• **EXERCISE DATA**
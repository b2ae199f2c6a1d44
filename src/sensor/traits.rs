//! Traits for temperature sensors.

use crate::error::Result;
use crate::sensor::data::Reading;
use std::sync::Arc;

/// A source of temperature readings.
///
/// Reads are synchronous and may block for as long as the hardware needs
/// (a DS18B20 conversion takes up to 750ms). Callers running on an async
/// runtime should move the call onto the blocking pool.
pub trait SensorReader: Send + Sync {
    /// Take one reading, in degrees Celsius.
    fn read(&self) -> Result<Reading>;
}

impl<R: SensorReader + ?Sized> SensorReader for Arc<R> {
    fn read(&self) -> Result<Reading> {
        (**self).read()
    }
}

impl<R: SensorReader + ?Sized> SensorReader for Box<R> {
    fn read(&self) -> Result<Reading> {
        (**self).read()
    }
}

• **ACTION ITEM**
All lines from the one that contains "impl<R: SensorReader + ?Sized> SensorReader for Box<R>" to the last line above must be given again exactly, with both included and nothing added.

• **SOLUTION**
impl<R: SensorReader + ?Sized> SensorReader for Box<R> {
    fn read(&self) -> Result<Reading> {
        (**self).read()
    }
}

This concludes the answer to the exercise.